Food, Weather and Places
Got extremely excited to see chicken satay on the menu. So
to the Australian waiter,
Me: May I have the chicken satay?
Waiter: sorry what, m'am?
Me: chicken satay?
Waiter looking all puzzled and confused and turned back to
look at his menu board.
Waiter: which one?
Me: no 3?
Waiter: oh chicken SAA-TE-YER.
Me: ah ah that chicken saateyer.
You don't saateyer to a girl whose blood count measures more
SATAY than blood. But I really loved how huge those chicken pieces were. Just
like the vast landspace in Australia. We had the best Mexican food in Albany at 6Degrees.
We were so fiercely hungry that we had massive meals- chilli wings, pulled lamb
quesadillas, prawn tapenade. Ordered the same food twice.
The best breakfast we had was, egg hollandaise in Dylan's Terrace. This classic
dish consist of two poached eggs atop a bed of spinach, respectively, on a toasted
bread. Both are finished with a warm, satiny emulsion called hollandaise sauce,
which is poured over the top. It’s silky hollandaise that almost tempted us to
order another plate.
With such scrumptious meals, my waistline expanded like the
never-ending coastal lines of middleton beach and my thighs became permanently-pregnant
with triplets, had difficulty fitting in the new shorts that I bought just for
this trip. To everyone who told me it
was summer time in Australia, clearly is a traitor. The weather at night, can
be as cold as 10 Degrees Celsius. Totally unprepared for such a cold weather, I
ended up wearing three layers of shirts and two layers of pants.
(City area, Albany)
More than Perth city, I liked Albany. Even though the
weather was something I couldn’t handle at times, the town itself was very calm
and pleasant. It was extremely safe because there were very few people. Most of
them are old people who are spending their retirement life in Albany. A 15-minute
walk is all you need to spend to see all the shops, library, supermarts in
Albany. My favourite beach was middleton.
(From the GAP bridge)
We had a tour guide from Great southern tours on the 2nd
day to bring us to a few places- strawberry farm, windmill farm, the GAP. As we
were chatting, she mentioned that the population in Albany was only 20,000.
That is like half the crowd in Mustafa Centre on Sundays. However, she being from
Perth, felt that 20,000 was a massive population.
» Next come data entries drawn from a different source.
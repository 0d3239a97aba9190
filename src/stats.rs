//! Index snapshot statistics.
//!
//! `index stats` summarizes what a snapshot holds: build metadata, corpus
//! size, section token range and a per-document breakdown, plus any
//! documents the build skipped.

use anyhow::Result;
use chrono::{DateTime, Utc};
use refdex_core::Snapshot;
use std::path::Path;

use crate::persist::read_snapshot;
use crate::progress::format_number;

/// Run the stats command: load the snapshot and print a summary.
pub fn run_stats(index_path: &Path) -> Result<()> {
    let snapshot = read_snapshot(index_path)?;
    let file_size = std::fs::metadata(index_path).map(|m| m.len()).unwrap_or(0);
    print!("{}", render_stats(&snapshot, index_path, file_size, Utc::now()));
    Ok(())
}

fn render_stats(snapshot: &Snapshot, index_path: &Path, file_size: u64, now: DateTime<Utc>) -> String {
    let index = &snapshot.index;
    let stats = index.stats();
    let mut out = String::new();

    out.push_str("refdex index stats\n");
    out.push_str("==================\n\n");
    out.push_str(&format!("  Index:       {}\n", index_path.display()));
    out.push_str(&format!("  Size:        {}\n", format_bytes(file_size)));
    out.push_str(&format!("  Source:      {}\n", snapshot.source_root));
    out.push_str(&format!("  Build id:    {}\n", snapshot.build_id));
    out.push_str(&format!(
        "  Built:       {}\n",
        format_relative(snapshot.built_at, now)
    ));
    out.push('\n');
    out.push_str(&format!("  Documents:   {}\n", format_number(stats.documents as u64)));
    out.push_str(&format!("  Sections:    {}\n", format_number(stats.sections as u64)));
    out.push_str(&format!("  Terms:       {}\n", format_number(stats.terms as u64)));
    out.push_str(&format!("  Tokens:      {}\n", format_number(stats.total_tokens as u64)));
    if let (Some(min), Some(max)) = (stats.smallest_section_tokens, stats.largest_section_tokens) {
        out.push_str(&format!("  Section:     {} - {} tokens\n", min, max));
    }

    if !index.documents().is_empty() {
        out.push_str("\n  By document:\n");
        out.push_str(&format!("  {:<48} {:>8} {:>8}\n", "DOCUMENT", "SECTIONS", "TOKENS"));
        out.push_str(&format!("  {}\n", "-".repeat(66)));
        for doc in index.documents() {
            let tokens: usize = doc
                .section_ids()
                .filter_map(|id| index.section(id))
                .map(|s| s.token_count)
                .sum();
            out.push_str(&format!(
                "  {:<48} {:>8} {:>8}\n",
                doc.path, doc.section_count, tokens
            ));
        }
    }

    if !snapshot.skipped.is_empty() {
        out.push_str(&format!("\n  Skipped ({}):\n", snapshot.skipped.len()));
        for skipped in &snapshot.skipped {
            out.push_str(&format!("    {}:{}  {}\n", skipped.path, skipped.line, skipped.message));
        }
    }

    out.push('\n');
    out
}

/// Format a byte count as a human-readable string.
fn format_bytes(bytes: u64) -> String {
    if bytes < 1024 {
        format!("{} B", bytes)
    } else if bytes < 1024 * 1024 {
        format!("{:.1} KB", bytes as f64 / 1024.0)
    } else if bytes < 1024 * 1024 * 1024 {
        format!("{:.1} MB", bytes as f64 / (1024.0 * 1024.0))
    } else {
        format!("{:.2} GB", bytes as f64 / (1024.0 * 1024.0 * 1024.0))
    }
}

/// Format a timestamp relative to `now` (e.g. "3 hours ago").
fn format_relative(ts: DateTime<Utc>, now: DateTime<Utc>) -> String {
    let delta = (now - ts).num_seconds();
    if delta < 0 {
        return ts.format("%Y-%m-%d %H:%M").to_string();
    }

    if delta < 60 {
        "just now".to_string()
    } else if delta < 3600 {
        let mins = delta / 60;
        format!("{} min{} ago", mins, if mins == 1 { "" } else { "s" })
    } else if delta < 86400 {
        let hours = delta / 3600;
        format!("{} hour{} ago", hours, if hours == 1 { "" } else { "s" })
    } else if delta < 86400 * 30 {
        let days = delta / 86400;
        format!("{} day{} ago", days, if days == 1 { "" } else { "s" })
    } else {
        ts.format("%Y-%m-%d %H:%M").to_string()
    }
}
And that the traffic gets
worse during lunch periods. Oh on that note, Albany has no traffic lights, only
roundabouts.
So I told her that the train crowd in Singapore may intimidate
her and that it can get so crowded that I sometimes wonder who actually stay at
home?
The roads in Albany at night become quite empty like my
bank balance. And when certain food outlets display as opened ‘till late’ basically
means they close shop at 9.30pm.
With massive consumption of calories and slight reduction of life's worries, the holidays ended.
hahahahahahahaha!
ReplyDeleteI really do wish you should go out on these family trips more! Just so that we can have such write-ups!
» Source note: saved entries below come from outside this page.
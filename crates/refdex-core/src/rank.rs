//! Relevance ranking of sections against a free-text query.
//!
//! # Scoring
//!
//! For every distinct normalized query term *t* and section *s*:
//!
//! ```text
//! score(s) = Σ tf(t, s) × idf(t)  +  Σ boost · [t ∈ heading_path(s)]
//! idf(t)   = ln((N + 1) / (df(t) + 1)) + 1
//! ```
//!
//! where `N` is the number of sections and `df(t)` the number of sections
//! whose body contains *t*. The `+ 1` terms keep the idf finite and
//! strictly positive.
//!
//! # Ordering
//!
//! Results are sorted by score (desc), heading path length (asc), then
//! section id (asc). Sections scoring zero are left out.

use std::cmp::Ordering;
use std::collections::HashMap;

use crate::error::{Error, Result};
use crate::index::Index;
use crate::models::{RankedSection, ScoreExplanation, SectionId, TermContribution};
use crate::segment::normalize_query;

/// Additive boost for a query term found in a section's heading path.
pub const DEFAULT_HEADING_BOOST: f64 = 2.0;

/// Ranking tuning parameters, decoupled from application config.
#[derive(Debug, Clone, Copy, PartialEq)]
pub struct RankParams {
    pub heading_boost: f64,
}

impl Default for RankParams {
    fn default() -> Self {
        Self {
            heading_boost: DEFAULT_HEADING_BOOST,
        }
    }
}

/// Bundles all inputs for a single ranking call.
#[derive(Debug, Clone)]
pub struct RankRequest<'a> {
    pub query: &'a str,
    /// Maximum number of results; `None` ranks every matching section.
    pub limit: Option<usize>,
    pub params: RankParams,
    /// If true, populate [`ScoreExplanation`] on each result.
    pub explain: bool,
}

impl<'a> RankRequest<'a> {
    pub fn new(query: &'a str) -> Self {
        Self {
            query,
            limit: None,
            params: RankParams::default(),
            explain: false,
        }
    }

    pub fn limit(mut self, limit: usize) -> Self {
        self.limit = Some(limit);
        self
    }

    pub fn params(mut self, params: RankParams) -> Self {
        self.params = params;
        self
    }

    pub fn explain(mut self, explain: bool) -> Self {
        self.explain = explain;
        self
    }
}

/// Inverse document frequency with add-one smoothing.
pub fn idf(total_sections: usize, sections_containing: usize) -> f64 {
    ((total_sections as f64 + 1.0) / (sections_containing as f64 + 1.0)).ln() + 1.0
}

/// Rank sections for `query` with default parameters, keeping at most
/// `limit` results.
pub fn rank(index: &Index, query: &str, limit: usize) -> Result<Vec<RankedSection>> {
    rank_with(index, &RankRequest::new(query).limit(limit))
}

/// Rank sections for a fully specified [`RankRequest`].
///
/// Fails with [`Error::EmptyQuery`] when the query normalizes to nothing.
/// Unknown terms contribute nothing; an empty index yields no results.
pub fn rank_with(index: &Index, req: &RankRequest<'_>) -> Result<Vec<RankedSection>> {
    let terms = normalize_query(req.query);
    if terms.is_empty() {
        return Err(Error::EmptyQuery);
    }
    if index.is_empty() {
        return Ok(Vec::new());
    }

    let total = index.section_count();
    let boost = req.params.heading_boost;
    let mut scores: HashMap<SectionId, f64> = HashMap::new();

    for term in &terms {
        let postings = index.postings(term);
        let term_idf = idf(total, postings.len());
        for posting in postings {
            *scores.entry(posting.section).or_insert(0.0) += posting.frequency as f64 * term_idf;
        }
        for &section in index.heading_sections(term) {
            *scores.entry(section).or_insert(0.0) += boost;
        }
    }

    let mut ranked: Vec<(SectionId, f64)> = scores
        .into_iter()
        .filter(|(_, score)| *score > 0.0)
        .collect();
    ranked.sort_by(|a, b| compare(index, *a, *b));
    if let Some(limit) = req.limit {
        ranked.truncate(limit);
    }

    Ok(ranked
        .into_iter()
        .map(|(section_id, score)| RankedSection {
            section_id,
            score,
            explain: req
                .explain
                .then(|| explain_section(index, &terms, section_id, boost)),
        })
        .collect())
}

fn compare(index: &Index, a: (SectionId, f64), b: (SectionId, f64)) -> Ordering {
    let depth = |id: SectionId| index.section(id).map_or(0, |s| s.heading_path.len());
    b.1.total_cmp(&a.1)
        .then_with(|| depth(a.0).cmp(&depth(b.0)))
        .then_with(|| a.0.cmp(&b.0))
}

fn explain_section(
    index: &Index,
    terms: &[String],
    section_id: SectionId,
    boost: f64,
) -> ScoreExplanation {
    let total = index.section_count();
    let in_heading = |term: &str| {
        index
            .section(section_id)
            .is_some_and(|s| s.has_heading_term(term))
    };
    ScoreExplanation {
        terms: terms
            .iter()
            .map(|term| TermContribution {
                term: term.clone(),
                term_frequency: index.term_frequency(term, section_id),
                idf: idf(total, index.document_frequency(term)),
                heading_boost: if in_heading(term) { boost } else { 0.0 },
            })
            .collect(),
    }
}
"That doesn't look like an M", "Acting completely clueless and blur like Mustafa centre salesmen", "Ah... I changing channel... don't know what movie is this" & setting off the smoke detector alarm!
Hilarious! I wish they had joined you at Albany too. There could have been a part 2: "Albany-il Attagaasam" :)
thanks thalae for your constant support and encouragement!